Output all of the records exactly as written.

Material to process START

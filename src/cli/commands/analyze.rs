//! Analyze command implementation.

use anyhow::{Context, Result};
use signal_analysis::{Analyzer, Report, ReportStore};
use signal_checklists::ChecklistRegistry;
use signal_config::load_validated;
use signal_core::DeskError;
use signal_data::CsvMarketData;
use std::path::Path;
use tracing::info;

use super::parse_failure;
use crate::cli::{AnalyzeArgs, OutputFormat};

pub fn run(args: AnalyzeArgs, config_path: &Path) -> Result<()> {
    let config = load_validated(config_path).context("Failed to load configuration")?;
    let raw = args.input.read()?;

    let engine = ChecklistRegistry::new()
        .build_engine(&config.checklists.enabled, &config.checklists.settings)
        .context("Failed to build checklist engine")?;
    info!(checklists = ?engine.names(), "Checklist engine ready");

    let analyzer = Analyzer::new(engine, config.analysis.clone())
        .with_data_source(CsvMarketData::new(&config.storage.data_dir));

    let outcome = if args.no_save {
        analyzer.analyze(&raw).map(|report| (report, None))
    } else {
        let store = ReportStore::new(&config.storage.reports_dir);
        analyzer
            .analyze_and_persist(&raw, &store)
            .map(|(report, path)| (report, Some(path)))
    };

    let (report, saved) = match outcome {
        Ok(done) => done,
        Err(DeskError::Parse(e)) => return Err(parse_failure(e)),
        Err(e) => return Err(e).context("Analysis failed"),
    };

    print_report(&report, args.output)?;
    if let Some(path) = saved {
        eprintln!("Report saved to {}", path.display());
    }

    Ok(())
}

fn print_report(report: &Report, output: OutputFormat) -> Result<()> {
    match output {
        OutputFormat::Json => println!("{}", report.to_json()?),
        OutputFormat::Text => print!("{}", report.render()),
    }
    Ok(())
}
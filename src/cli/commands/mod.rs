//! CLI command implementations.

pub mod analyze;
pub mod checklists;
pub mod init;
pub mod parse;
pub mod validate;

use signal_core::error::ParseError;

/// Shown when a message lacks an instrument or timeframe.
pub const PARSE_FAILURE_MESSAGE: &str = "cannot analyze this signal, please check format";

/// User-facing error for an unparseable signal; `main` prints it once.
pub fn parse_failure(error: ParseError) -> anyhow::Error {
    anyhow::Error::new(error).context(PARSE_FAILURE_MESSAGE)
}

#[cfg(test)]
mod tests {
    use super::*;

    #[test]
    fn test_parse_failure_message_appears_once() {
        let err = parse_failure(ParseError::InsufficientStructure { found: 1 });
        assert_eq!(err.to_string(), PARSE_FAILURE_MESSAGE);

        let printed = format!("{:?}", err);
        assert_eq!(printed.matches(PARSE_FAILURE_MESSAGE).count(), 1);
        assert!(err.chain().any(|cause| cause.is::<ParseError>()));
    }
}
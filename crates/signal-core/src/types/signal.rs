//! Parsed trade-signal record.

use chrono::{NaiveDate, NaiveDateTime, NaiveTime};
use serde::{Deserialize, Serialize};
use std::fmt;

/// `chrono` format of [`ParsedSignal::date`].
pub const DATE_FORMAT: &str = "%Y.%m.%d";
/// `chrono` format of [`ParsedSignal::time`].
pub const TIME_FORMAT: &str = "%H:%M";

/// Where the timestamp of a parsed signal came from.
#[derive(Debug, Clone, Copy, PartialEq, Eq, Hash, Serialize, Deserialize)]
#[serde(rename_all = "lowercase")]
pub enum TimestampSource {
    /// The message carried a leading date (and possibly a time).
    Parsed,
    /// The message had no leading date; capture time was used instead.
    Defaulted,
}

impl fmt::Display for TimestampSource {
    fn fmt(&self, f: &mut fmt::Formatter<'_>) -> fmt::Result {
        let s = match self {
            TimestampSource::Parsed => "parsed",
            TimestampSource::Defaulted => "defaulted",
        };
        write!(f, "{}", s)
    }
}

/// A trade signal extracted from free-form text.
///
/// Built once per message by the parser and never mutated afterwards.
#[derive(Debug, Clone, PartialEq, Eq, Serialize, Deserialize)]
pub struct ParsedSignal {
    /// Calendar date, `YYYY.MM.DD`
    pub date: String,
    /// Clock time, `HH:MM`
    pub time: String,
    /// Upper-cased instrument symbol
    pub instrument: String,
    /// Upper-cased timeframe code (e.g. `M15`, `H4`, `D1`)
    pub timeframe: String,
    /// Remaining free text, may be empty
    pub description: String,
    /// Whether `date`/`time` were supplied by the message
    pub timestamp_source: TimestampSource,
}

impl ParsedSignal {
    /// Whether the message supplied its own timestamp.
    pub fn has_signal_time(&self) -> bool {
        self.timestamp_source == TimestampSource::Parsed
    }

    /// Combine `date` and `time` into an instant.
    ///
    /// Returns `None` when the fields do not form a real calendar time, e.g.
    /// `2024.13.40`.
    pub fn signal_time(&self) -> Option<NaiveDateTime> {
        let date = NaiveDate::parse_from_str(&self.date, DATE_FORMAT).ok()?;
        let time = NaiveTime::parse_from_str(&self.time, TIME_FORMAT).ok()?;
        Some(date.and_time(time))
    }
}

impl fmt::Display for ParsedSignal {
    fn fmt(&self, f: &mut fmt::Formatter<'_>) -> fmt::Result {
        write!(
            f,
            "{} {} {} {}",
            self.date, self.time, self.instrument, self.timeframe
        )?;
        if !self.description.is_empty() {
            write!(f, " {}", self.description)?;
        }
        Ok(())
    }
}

Material to process END

Reply ▸
filename src/cli/commands/analyze.rs
//! Analyze command implementation.

use anyhow::{Context, Result};
use signal_analysis::{Analyzer, Report, ReportStore};
use signal_checklists::ChecklistRegistry;
use signal_config::load_validated;
use signal_core::DeskError;
use signal_data::CsvMarketData;
use std::path::Path;
use tracing::info;

use super::parse_failure;
use crate::cli::{AnalyzeArgs, OutputFormat};

pub fn run(args: AnalyzeArgs, config_path: &Path) -> Result<()> {
    let config = load_validated(config_path).context("Failed to load configuration")?;
    let raw = args.input.read()?;

    let engine = ChecklistRegistry::new()
        .build_engine(&config.checklists.enabled, &config.checklists.settings)
        .context("Failed to build checklist engine")?;
    info!(checklists = ?engine.names(), "Checklist engine ready");

    let analyzer = Analyzer::new(engine, config.analysis.clone())
        .with_data_source(CsvMarketData::new(&config.storage.data_dir));

    let outcome = if args.no_save {
        analyzer.analyze(&raw).map(|report| (report, None))
    } else {
        let store = ReportStore::new(&config.storage.reports_dir);
        analyzer
            .analyze_and_persist(&raw, &store)
            .map(|(report, path)| (report, Some(path)))
    };

    let (report, saved) = match outcome {
        Ok(done) => done,
        Err(DeskError::Parse(e)) => return Err(parse_failure(e)),
        Err(e) => return Err(e).context("Analysis failed"),
    };

    print_report(&report, args.output)?;
    if let Some(path) = saved {
        eprintln!("Report saved to {}", path.display());
    }

    Ok(())
}

fn print_report(report: &Report, output: OutputFormat) -> Result<()> {
    match output {
        OutputFormat::Json => println!("{}", report.to_json()?),
        OutputFormat::Text => print!("{}", report.render()),
    }
    Ok(())
}
filename src/cli/commands/mod.rs
//! CLI command implementations.

pub mod analyze;
pub mod checklists;
pub mod init;
pub mod parse;
pub mod validate;

use signal_core::error::ParseError;

/// Shown when a message lacks an instrument or timeframe.
pub const PARSE_FAILURE_MESSAGE: &str = "cannot analyze this signal, please check format";

/// User-facing error for an unparseable signal; `main` prints it once.
pub fn parse_failure(error: ParseError) -> anyhow::Error {
    anyhow::Error::new(error).context(PARSE_FAILURE_MESSAGE)
}

#[cfg(test)]
mod tests {
    use super::*;

    #[test]
    fn test_parse_failure_message_appears_once() {
        let err = parse_failure(ParseError::InsufficientStructure { found: 1 });
        assert_eq!(err.to_string(), PARSE_FAILURE_MESSAGE);

        let printed = format!("{:?}", err);
        assert_eq!(printed.matches(PARSE_FAILURE_MESSAGE).count(), 1);
        assert!(err.chain().any(|cause| cause.is::<ParseError>()));
    }
}
filename crates/signal-core/src/types/signal.rs
//! Parsed trade-signal record.

use chrono::{NaiveDate, NaiveDateTime, NaiveTime};
use serde::{Deserialize, Serialize};
use std::fmt;

/// `chrono` format of [`ParsedSignal::date`].
pub const DATE_FORMAT: &str = "%Y.%m.%d";
/// `chrono` format of [`ParsedSignal::time`].
pub const TIME_FORMAT: &str = "%H:%M";

/// Where the timestamp of a parsed signal came from.
#[derive(Debug, Clone, Copy, PartialEq, Eq, Hash, Serialize, Deserialize)]
#[serde(rename_all = "lowercase")]
pub enum TimestampSource {
    /// The message carried a leading date (and possibly a time).
    Parsed,
    /// The message had no leading date; capture time was used instead.
    Defaulted,
}

impl fmt::Display for TimestampSource {
    fn fmt(&self, f: &mut fmt::Formatter<'_>) -> fmt::Result {
        let s = match self {
            TimestampSource::Parsed => "parsed",
            TimestampSource::Defaulted => "defaulted",
        };
        write!(f, "{}", s)
    }
}

/// A trade signal extracted from free-form text.
///
/// Built once per message by the parser and never mutated afterwards.
#[derive(Debug, Clone, PartialEq, Eq, Serialize, Deserialize)]
pub struct ParsedSignal {
    /// Calendar date, `YYYY.MM.DD`
    pub date: String,
    /// Clock time, `HH:MM`
    pub time: String,
    /// Upper-cased instrument symbol
    pub instrument: String,
    /// Upper-cased timeframe code (e.g. `M15`, `H4`, `D1`)
    pub timeframe: String,
    /// Remaining free text, may be empty
    pub description: String,
    /// Whether `date`/`time` were supplied by the message
    pub timestamp_source: TimestampSource,
}

impl ParsedSignal {
    /// Whether the message supplied its own timestamp.
    pub fn has_signal_time(&self) -> bool {
        self.timestamp_source == TimestampSource::Parsed
    }

    /// Combine `date` and `time` into an instant.
    ///
    /// Returns `None` when the fields do not form a real calendar time, e.g.
    /// `2024.13.40`.
    pub fn signal_time(&self) -> Option<NaiveDateTime> {
        let date = NaiveDate::parse_from_str(&self.date, DATE_FORMAT).ok()?;
        let time = NaiveTime::parse_from_str(&self.time, TIME_FORMAT).ok()?;
        Some(date.and_time(time))
    }
}

impl fmt::Display for ParsedSignal {
    fn fmt(&self, f: &mut fmt::Formatter<'_>) -> fmt::Result {
        write!(
            f,
            "{} {} {} {}",
            self.date, self.time, self.instrument, self.timeframe
        )?;
        if !self.description.is_empty() {
            write!(f, " {}", self.description)?;
        }
        Ok(())
    }
}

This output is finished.